----- Records for this task -----

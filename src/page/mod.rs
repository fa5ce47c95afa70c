//! Per-page highlighter
//!
//! Ties the core together for one loaded page:
//! - `PageContext`: explicit initialization and validity state
//! - `PageSession`: restore on load, anchor on selection, apply commands
//! - `Command`: inbound instructions from the management side
//! - `SelectionSpec`: a selection described without live node handles

mod command;
mod context;
mod selection;
mod session;

pub use command::Command;
pub use context::{ContextHandle, PageContext, ReadyState};
pub use selection::{BoundarySpec, SelectionSpec};
pub use session::{Highlighter, PageSession, RestoreReport};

-----

## [What you have to do]
Every line above should be written out again, unchanged.

## [Finished exercise]
filename src/page/mod.rs
repository fa5ce47c95afa70c
//! Per-page highlighter
//!
//! Ties the core together for one loaded page:
//! - `PageContext`: explicit initialization and validity state
//! - `PageSession`: restore on load, anchor on selection, apply commands
//! - `Command`: inbound instructions from the management side
//! - `SelectionSpec`: a selection described without live node handles

mod command;
mod context;
mod selection;
mod session;

pub use command::Command;
pub use context::{ContextHandle, PageContext, ReadyState};
pub use selection::{BoundarySpec, SelectionSpec};
pub use session::{Highlighter, PageSession, RestoreReport};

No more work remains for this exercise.